Freed only two weeks ago (due to various judicial lapses click here) – a number of the 37 members of bikers group Hell’s Angels – detained in a country wide swoop on alleged organised crime two summers ago – are already violating their bail terms, reports Diário de Noticias.
The violations include ‘contacting each other’, frequenting clubs that they have been told not to enter and returning to jobs as security guards – absolutely prohibited for anyone with a criminal record.
Says the paper: authorities are well aware that measures imposed by the Public Ministry are being flouted but “have no way of ensuring otherwise”.
A source described as ‘involved in the monitoring of violent gangs’ agreed the situation “could represent, more than anything, a new risk”.
But PJ police who led the investigation that sees 89 Hells Angels of several nationalities cited (click here) “can no longer run surveillance operations” as the case is now in the hands of judge Conceição Moreno, of Lisbon’s TCIC (central court of criminal instruction).
Indeed, the ‘instruction phase’ opened today (Wednesday), with two members of the group due to give their testimonies.
Says DN, this ‘instruction phase’ (whereby the judge reviews all the evidence and decides who goes forwards for trial) will go on for weeks, and is believed to be the moment the bikers involved will finally ‘talk’.

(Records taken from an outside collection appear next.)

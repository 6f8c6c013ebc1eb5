//! Test fixtures and database helpers.
//!
//! [`TestDb`] wires an in-memory store, a [`ScriptedEvaluator`], a manual
//! lock clock and a [`MutationPipeline`] together. Setup helpers write
//! straight to the store so fixtures never fire triggers.

use crate::evaluator::ScriptedEvaluator;
use arbordb_core::collection::{ConfigDocument, IndexingRule, TriggerDeclaration, TriggerParameter};
use arbordb_core::lock::ManualClock;
use arbordb_core::{
    AllowAll, DbPath, DocumentLockTable, ExecutionContext, Mutation, MutationPipeline,
    MutationResult, PermissionChecker, PipelineConfig, Principal, ResourceStore,
};
use arbordb_storage::InMemoryStore;
use std::sync::Arc;

/// Parses a path, panicking on invalid input.
pub fn path(raw: &str) -> DbPath {
    DbPath::parse(raw).unwrap_or_else(|e| panic!("invalid test path {raw}: {e}"))
}

/// A pipeline over an in-memory store with scripted hooks.
pub struct TestDb {
    /// The store.
    pub store: Arc<InMemoryStore>,
    /// The evaluator hooks run on.
    pub evaluator: Arc<ScriptedEvaluator>,
    /// The lock table's clock.
    pub clock: Arc<ManualClock>,
    /// The pipeline under test.
    pub pipeline: MutationPipeline,
}

impl TestDb {
    /// Creates a database with the default configuration.
    pub fn new() -> Self {
        Self::with_config(PipelineConfig::default())
    }

    /// Creates a database with a specific configuration.
    pub fn with_config(config: PipelineConfig) -> Self {
        Self::with_permissions(config, Arc::new(AllowAll))
    }

    /// Creates a database whose lock table checks `permissions`.
    pub fn with_permissions(config: PipelineConfig, permissions: Arc<dyn PermissionChecker>) -> Self {
        let store = Arc::new(InMemoryStore::new());
        let evaluator = Arc::new(ScriptedEvaluator::new());
        let clock = Arc::new(ManualClock::default());
        let locks = Arc::new(
            DocumentLockTable::new(Arc::clone(&permissions), &config).with_clock(clock.clone()),
        );
        let pipeline = MutationPipeline::with_permissions(
            store.clone(),
            evaluator.clone(),
            permissions,
            config,
        )
        .with_lock_table(locks);
        pipeline
            .resolver()
            .bootstrap()
            .expect("Failed to create configuration root");
        Self {
            store,
            evaluator,
            clock,
            pipeline,
        }
    }

    /// Runs one mutation in its own transaction.
    pub fn run(&self, ctx: &mut ExecutionContext, mutation: Mutation) -> MutationResult<()> {
        self.pipeline
            .transaction(ctx, |session| session.perform(mutation))
    }

    /// Runs one mutation on behalf of a system caller.
    pub fn system(&self, mutation: Mutation) -> MutationResult<()> {
        self.run(&mut ExecutionContext::new(), mutation)
    }

    /// Runs one mutation on behalf of a client principal.
    pub fn client(&self, principal: &str, mutation: Mutation) -> MutationResult<()> {
        self.run(
            &mut ExecutionContext::with_principal(Principal::new(principal)),
            mutation,
        )
    }

    /// Creates a collection and its missing ancestors without triggers.
    pub fn mkcol(&self, raw: &str) {
        let txn = self.store.open_transaction().expect("Failed to open transaction");
        for level in path(raw).ancestors_inclusive() {
            if !self.store.resource_exists(&level) {
                self.store
                    .perform_mutation(&txn, &Mutation::CreateCollection { path: level })
                    .expect("Failed to create collection");
            }
        }
        self.store.commit(&txn).expect("Failed to commit");
    }

    /// Stores a document without triggers, creating its collection.
    pub fn put(&self, raw: &str, content: &str) {
        let doc = path(raw);
        if let Some(parent) = doc.parent() {
            self.mkcol(parent.as_str());
        }
        let mutation = if self.store.resource_exists(&doc) {
            Mutation::UpdateDocument {
                path: doc,
                content: content.as_bytes().to_vec(),
            }
        } else {
            Mutation::CreateDocument {
                path: doc,
                content: content.as_bytes().to_vec(),
            }
        };
        let txn = self.store.open_transaction().expect("Failed to open transaction");
        self.store
            .perform_mutation(&txn, &mutation)
            .expect("Failed to store document");
        self.store.commit(&txn).expect("Failed to commit");
    }

    /// Writes the configuration document of `collection`.
    ///
    /// The write bypasses the pipeline, so the cached configuration is
    /// invalidated explicitly.
    pub fn configure(&self, collection: &str, document: &ConfigDocument) {
        let bytes = document.to_bytes().expect("Failed to serialize configuration");
        self.configure_raw(collection, &bytes);
    }

    /// Writes a configuration document given as JSON.
    pub fn configure_json(&self, collection: &str, json: &serde_json::Value) {
        let bytes = serde_json::to_vec(json).expect("Failed to serialize configuration");
        self.configure_raw(collection, &bytes);
    }

    /// Writes configuration triggers for `collection`.
    pub fn triggers(&self, collection: &str, specs: impl IntoIterator<Item = TriggerSpec>) {
        self.configure(
            collection,
            &ConfigDocument {
                index: Vec::new(),
                triggers: specs.into_iter().map(TriggerSpec::into_declaration).collect(),
            },
        );
    }

    fn configure_raw(&self, collection: &str, bytes: &[u8]) {
        let doc = self
            .pipeline
            .config()
            .config_document_path(&path(collection))
            .expect("Invalid configuration document path");
        self.put(doc.as_str(), &String::from_utf8_lossy(bytes));
        self.pipeline.resolver().invalidate_for_mutation(&doc, None);
    }

    /// Returns the configuration document path of `collection`.
    pub fn config_path(&self, collection: &str) -> DbPath {
        self.pipeline
            .config()
            .config_document_path(&path(collection))
            .expect("Invalid configuration document path")
    }

    /// Returns true if the resource exists.
    pub fn exists(&self, raw: &str) -> bool {
        self.store.resource_exists(&path(raw))
    }
}

impl Default for TestDb {
    fn default() -> Self {
        Self::new()
    }
}

impl std::ops::Deref for TestDb {
    type Target = MutationPipeline;

    fn deref(&self) -> &Self::Target {
        &self.pipeline
    }
}

/// Builder for a trigger declaration.
#[derive(Debug, Clone, Default)]
pub struct TriggerSpec {
    class: Option<String>,
    parameters: Vec<TriggerParameter>,
}

impl TriggerSpec {
    /// A trigger running an inline program.
    pub fn query(program: &str) -> Self {
        Self::default().param("query", program)
    }

    /// A trigger loading its program from `location`.
    pub fn url(location: &str) -> Self {
        Self::default().param("url", location)
    }

    /// Restricts the trigger to a comma or space separated event list.
    #[must_use]
    pub fn events(self, events: &str) -> Self {
        self.param("event", events)
    }

    /// Sets the variable prefix.
    #[must_use]
    pub fn binding_prefix(self, prefix: &str) -> Self {
        self.param("bindingPrefix", prefix)
    }

    /// Sets the trigger class.
    #[must_use]
    pub fn class(mut self, class: &str) -> Self {
        self.class = Some(class.to_owned());
        self
    }

    /// Adds a parameter.
    #[must_use]
    pub fn param(mut self, name: &str, value: &str) -> Self {
        self.parameters.push(TriggerParameter {
            name: name.to_owned(),
            value: value.to_owned(),
        });
        self
    }

    /// Builds the declaration.
    pub fn into_declaration(self) -> TriggerDeclaration {
        TriggerDeclaration {
            class: self.class,
            parameters: self.parameters,
        }
    }
}

/// Builds a configuration document with index rules only.
pub fn index_document(rules: impl IntoIterator<Item = IndexingRule>) -> ConfigDocument {
    ConfigDocument {
        index: rules.into_iter().collect(),
        triggers: Vec::new(),
    }
}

Charges facing the men include criminal association, attempted murder, qualified GBH, qualified extortion, qualified damage with violence, drug trafficking, possession of illegal weapons and the consumption of narcotics.

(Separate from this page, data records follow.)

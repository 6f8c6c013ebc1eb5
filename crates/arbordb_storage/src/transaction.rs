//! Transaction handles.

use std::fmt;

/// Unique identifier for a transaction.
///
/// Transaction IDs are monotonically increasing and never reused.
#[derive(Debug, Clone, Copy, PartialEq, Eq, PartialOrd, Ord, Hash)]
pub struct TransactionId(pub u64);

impl TransactionId {
    /// Creates a new transaction ID.
    #[must_use]
    pub const fn new(id: u64) -> Self {
        Self(id)
    }

    /// Returns the raw ID value.
    #[must_use]
    pub const fn as_u64(self) -> u64 {
        self.0
    }
}

impl fmt::Display for TransactionId {
    fn fmt(&self, f: &mut fmt::Formatter<'_>) -> fmt::Result {
        write!(f, "txn:{}", self.0)
    }
}

/// State of a transaction as tracked by a store.
#[derive(Debug, Clone, Copy, PartialEq, Eq)]
pub enum TransactionState {
    /// Transaction is active and can perform mutations.
    Active,
    /// Transaction has been committed.
    Committed,
    /// Transaction has been aborted.
    Aborted,
}

/// An opaque handle to a store transaction.
///
/// The handle is passed through the mutation pipeline untouched: triggers
/// run inside the same transaction as the mutation that fired them, so their
/// own changes commit or roll back together with it.
#[derive(Debug, Clone, PartialEq, Eq, Hash)]
pub struct Transaction {
    id: TransactionId,
}

impl Transaction {
    /// Creates a handle for a transaction opened by a store.
    #[must_use]
    pub const fn new(id: TransactionId) -> Self {
        Self { id }
    }

    /// Returns the transaction ID.
    #[must_use]
    pub const fn id(&self) -> TransactionId {
        self.id
    }
}
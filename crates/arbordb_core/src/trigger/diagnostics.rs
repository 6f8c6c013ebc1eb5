//! Diagnostic channel for After-phase hook failures.
//!
//! An After-phase failure cannot veto a mutation that already happened, so
//! it is logged and published here instead of being returned. Operators can
//! subscribe for live notifications or poll recent history.
//!
//! ```rust,ignore
//! let rx = pipeline.diagnostics().subscribe();
//! std::thread::spawn(move || {
//!     while let Ok(failure) = rx.recv() {
//!         eprintln!("{} on {} failed: {}", failure.event, failure.path, failure.message);
//!     }
//! });
//! ```

use super::event::LifecycleEvent;
use arbordb_storage::{DbPath, TransactionId};
use parking_lot::RwLock;
use std::sync::atomic::{AtomicU64, Ordering};
use std::sync::mpsc::{self, Receiver, Sender};

/// One After-phase hook failure.
#[derive(Debug, Clone, PartialEq, Eq)]
pub struct AfterPhaseFailure {
    /// Position in the diagnostic stream, starting at 1.
    pub sequence: u64,
    /// Event being dispatched.
    pub event: LifecycleEvent,
    /// Primary resource of the failed hook.
    pub path: DbPath,
    /// Collection whose configuration declared the failed hook.
    pub declared_at: DbPath,
    /// Error description.
    pub message: String,
    /// Transaction the mutation ran in.
    pub transaction: TransactionId,
}

/// Distributes After-phase failures to subscribers and keeps a bounded
/// history.
///
/// Publishing never fails and never blocks on subscribers.
#[derive(Debug)]
pub struct TriggerDiagnostics {
    subscribers: RwLock<Vec<Sender<AfterPhaseFailure>>>,
    history: RwLock<Vec<AfterPhaseFailure>>,
    max_history: usize,
    next_sequence: AtomicU64,
}

impl TriggerDiagnostics {
    /// Creates a channel keeping up to 1000 failures.
    #[must_use]
    pub fn new() -> Self {
        Self::with_max_history(1000)
    }

    /// Creates a channel with a specific history limit.
    #[must_use]
    pub fn with_max_history(max_history: usize) -> Self {
        Self {
            subscribers: RwLock::new(Vec::new()),
            history: RwLock::new(Vec::new()),
            max_history,
            next_sequence: AtomicU64::new(1),
        }
    }

    /// Subscribes to future failures.
    pub fn subscribe(&self) -> Receiver<AfterPhaseFailure> {
        let (tx, rx) = mpsc::channel();
        self.subscribers.write().push(tx);
        rx
    }

    /// Publishes a failure, assigning its sequence number.
    pub(crate) fn emit(
        &self,
        event: LifecycleEvent,
        path: &DbPath,
        declared_at: &DbPath,
        message: String,
        transaction: TransactionId,
    ) {
        let failure = AfterPhaseFailure {
            sequence: self.next_sequence.fetch_add(1, Ordering::Relaxed),
            event,
            path: path.clone(),
            declared_at: declared_at.clone(),
            message,
            transaction,
        };

        {
            let mut history = self.history.write();
            history.push(failure.clone());
            if history.len() > self.max_history {
                let excess = history.len() - self.max_history;
                history.drain(0..excess);
            }
        }

        // Disconnected subscribers are dropped.
        self.subscribers
            .write()
            .retain(|tx| tx.send(failure.clone()).is_ok());
    }

    /// Returns failures with sequence > `cursor`, up to `limit`.
    #[must_use]
    pub fn poll(&self, cursor: u64, limit: usize) -> Vec<AfterPhaseFailure> {
        self.history
            .read()
            .iter()
            .filter(|f| f.sequence > cursor)
            .take(limit)
            .cloned()
            .collect()
    }

    /// Returns the sequence number of the latest failure, or 0.
    #[must_use]
    pub fn latest_sequence(&self) -> u64 {
        self.history.read().last().map_or(0, |f| f.sequence)
    }

    /// Returns the number of live subscribers.
    #[must_use]
    pub fn subscriber_count(&self) -> usize {
        self.subscribers.read().len()
    }

    /// Returns the number of failures in history.
    #[must_use]
    pub fn history_len(&self) -> usize {
        self.history.read().len()
    }
}

impl Default for TriggerDiagnostics {
    fn default() -> Self {
        Self::new()
    }
}
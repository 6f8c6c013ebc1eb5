//! # ArborDB Storage
//!
//! Resource store interface and a reference in-memory store for ArborDB.
//!
//! This crate is the lowest layer the mutation pipeline talks to. A store
//! owns the collection/document hierarchy and the transactions that change
//! it; it knows nothing about triggers, configuration or advisory locks.
//!
//! ## Design Principles
//!
//! - Paths are absolute, normalized [`DbPath`] values
//! - Every structural change is a [`Mutation`] applied inside a [`Transaction`]
//! - Stores must be `Send + Sync` for concurrent access
//! - Transaction handles are opaque; stores own their state
//!
//! ## Available Stores
//!
//! - [`InMemoryStore`] - For testing and ephemeral databases
//!
//! ## Example
//!
//! ```rust
//! use arbordb_storage::{DbPath, InMemoryStore, Mutation, ResourceStore};
//!
//! let store = InMemoryStore::new();
//! let txn = store.open_transaction().unwrap();
//! let path = DbPath::parse("/db/books").unwrap();
//! store
//!     .perform_mutation(&txn, &Mutation::CreateCollection { path: path.clone() })
//!     .unwrap();
//! store.commit(&txn).unwrap();
//! assert!(store.resource_exists(&path));
//! ```

#![deny(unsafe_code)]
#![warn(missing_docs)]

mod error;
mod memory;
mod path;
mod store;
mod transaction;

pub use error::{StoreError, StoreResult};
pub use memory::{AppliedMutation, InMemoryStore, Resource};
pub use path::DbPath;
pub use store::{Mutation, ResourceStore};
pub use transaction::{Transaction, TransactionId, TransactionState};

Right now, only three of those rounded up as a result of the investigation remain in preventive custody – and this is because they were arrested later than the others.

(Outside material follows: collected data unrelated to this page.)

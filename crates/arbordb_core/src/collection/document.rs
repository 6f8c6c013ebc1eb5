//! Collection configuration documents.
//!
//! A configuration document is JSON:
//!
//! ```json
//! {
//!   "index": [ { "path": "//title", "kind": "range" } ],
//!   "triggers": [
//!     { "class": "QueryTrigger",
//!       "parameters": [ { "name": "event", "value": "create-document" },
//!                       { "name": "query", "value": "..." } ] }
//!   ]
//! }
//! ```

use crate::error::{ConfigError, ConfigResult};
use crate::query::HookSource;
use crate::trigger::{LifecycleEvent, TriggerBinding};
use arbordb_storage::DbPath;
use serde::{Deserialize, Serialize};

/// The only trigger class the database knows.
pub const QUERY_TRIGGER_CLASS: &str = "QueryTrigger";

/// Kind of index an indexing rule builds.
#[derive(Debug, Clone, Copy, PartialEq, Eq, Hash, Serialize, Deserialize)]
#[serde(rename_all = "lowercase")]
pub enum IndexKind {
    /// Typed range index.
    Range,
    /// Full-text index.
    #[serde(alias = "full-text")]
    FullText,
    /// N-gram index.
    #[serde(alias = "n-gram")]
    NGram,
}

/// An index declaration, inherited by descendant collections.
#[derive(Debug, Clone, PartialEq, Eq, Hash, Serialize, Deserialize)]
#[serde(deny_unknown_fields)]
pub struct IndexingRule {
    /// Node path the index covers.
    pub path: String,
    /// Index kind.
    pub kind: IndexKind,
}

/// A `name`/`value` trigger parameter.
#[derive(Debug, Clone, PartialEq, Eq, Serialize, Deserialize)]
#[serde(deny_unknown_fields)]
pub struct TriggerParameter {
    /// Parameter name.
    pub name: String,
    /// Parameter value.
    pub value: String,
}

/// A trigger declaration as written in a configuration document.
#[derive(Debug, Clone, Default, PartialEq, Eq, Serialize, Deserialize)]
#[serde(deny_unknown_fields)]
pub struct TriggerDeclaration {
    /// Trigger class; must be `QueryTrigger` when given.
    #[serde(default, skip_serializing_if = "Option::is_none")]
    pub class: Option<String>,
    /// Parameters in document order.
    #[serde(default)]
    pub parameters: Vec<TriggerParameter>,
}

/// A parsed configuration document.
#[derive(Debug, Clone, Default, PartialEq, Eq, Serialize, Deserialize)]
#[serde(deny_unknown_fields)]
pub struct ConfigDocument {
    /// Index declarations.
    #[serde(default)]
    pub index: Vec<IndexingRule>,
    /// Trigger declarations.
    #[serde(default)]
    pub triggers: Vec<TriggerDeclaration>,
}

impl ConfigDocument {
    /// Parses a configuration document stored at `path`.
    ///
    /// # Errors
    ///
    /// Returns [`ConfigError::InvalidConfig`] for malformed JSON, unknown
    /// fields or unknown index kinds.
    pub fn parse(path: &DbPath, bytes: &[u8]) -> ConfigResult<Self> {
        serde_json::from_slice(bytes).map_err(|e| ConfigError::invalid_config(path, e.to_string()))
    }

    /// Serializes the document.
    ///
    /// # Errors
    ///
    /// Returns a serialization error (never for documents built in memory).
    pub fn to_bytes(&self) -> serde_json::Result<Vec<u8>> {
        serde_json::to_vec_pretty(self)
    }

    /// Validates the trigger declarations into bindings for `collection`.
    ///
    /// `path` is the document's own path, used in error reports;
    /// `default_prefix` is applied to bindings without `bindingPrefix`.
    ///
    /// # Errors
    ///
    /// Returns [`ConfigError::InvalidConfig`] for an unsupported class, an
    /// unknown event name, or a trigger with neither `query` nor `url`.
    pub fn trigger_bindings(
        &self,
        path: &DbPath,
        collection: &DbPath,
        default_prefix: &str,
    ) -> ConfigResult<Vec<TriggerBinding>> {
        self.triggers
            .iter()
            .map(|decl| decl.to_binding(path, collection, default_prefix))
            .collect()
    }
}

impl TriggerDeclaration {
    fn to_binding(
        &self,
        path: &DbPath,
        collection: &DbPath,
        default_prefix: &str,
    ) -> ConfigResult<TriggerBinding> {
        if let Some(class) = &self.class {
            if class != QUERY_TRIGGER_CLASS {
                return Err(ConfigError::invalid_config(
                    path,
                    format!("unsupported trigger class '{class}'"),
                ));
            }
        }

        let mut events = Vec::new();
        let mut query = None;
        let mut url = None;
        let mut prefix = None;
        let mut user = Vec::new();
        for TriggerParameter { name, value } in &self.parameters {
            match name.as_str() {
                "event" => {
                    let parsed = LifecycleEvent::parse_list(value).map_err(|unknown| {
                        ConfigError::invalid_config(path, format!("unknown trigger event '{unknown}'"))
                    })?;
                    events.extend(parsed);
                }
                "query" => {
                    query.get_or_insert(value);
                }
                "url" => {
                    url.get_or_insert(value);
                }
                "bindingPrefix" => {
                    prefix.get_or_insert(value);
                }
                _ => user.push((name, value)),
            }
        }

        let source = match (url, query) {
            (Some(url), _) => HookSource::External(url.clone()),
            (None, Some(query)) => HookSource::Inline(query.clone()),
            (None, None) => {
                return Err(ConfigError::invalid_config(
                    path,
                    "trigger needs a 'query' or 'url' parameter",
                ));
            }
        };

        let mut binding = TriggerBinding::new(collection.clone(), source)
            .with_events(events)
            .with_binding_prefix(default_prefix);
        if let Some(prefix) = prefix {
            binding = binding.with_binding_prefix(prefix);
        }
        for (name, value) in user {
            binding = binding.with_parameter(name.clone(), value.clone());
        }
        Ok(binding)
    }
}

DN’s exposé on the situation adds that since the PJ crackdown in Portugal, authorities throughout Europe have started honing in on the illegal activities of the Hell’s Angels organisation.
A judge in Utrecht banned Hell’s Angels from Holland in May, dubbing the organisation “a danger to public order”, and British police ran their own swoop on club members celebrating the organisation’s 50th anniversary, arresting 34 and accusing 12 of ‘particularly violent crimes’.
DN recalls that Portugal’s efforts in bringing this organisation to heel led to effusive praise from Europol’s executive director Catherine de Bolle who arrived in this country a few days after the 2018 purge. (click here)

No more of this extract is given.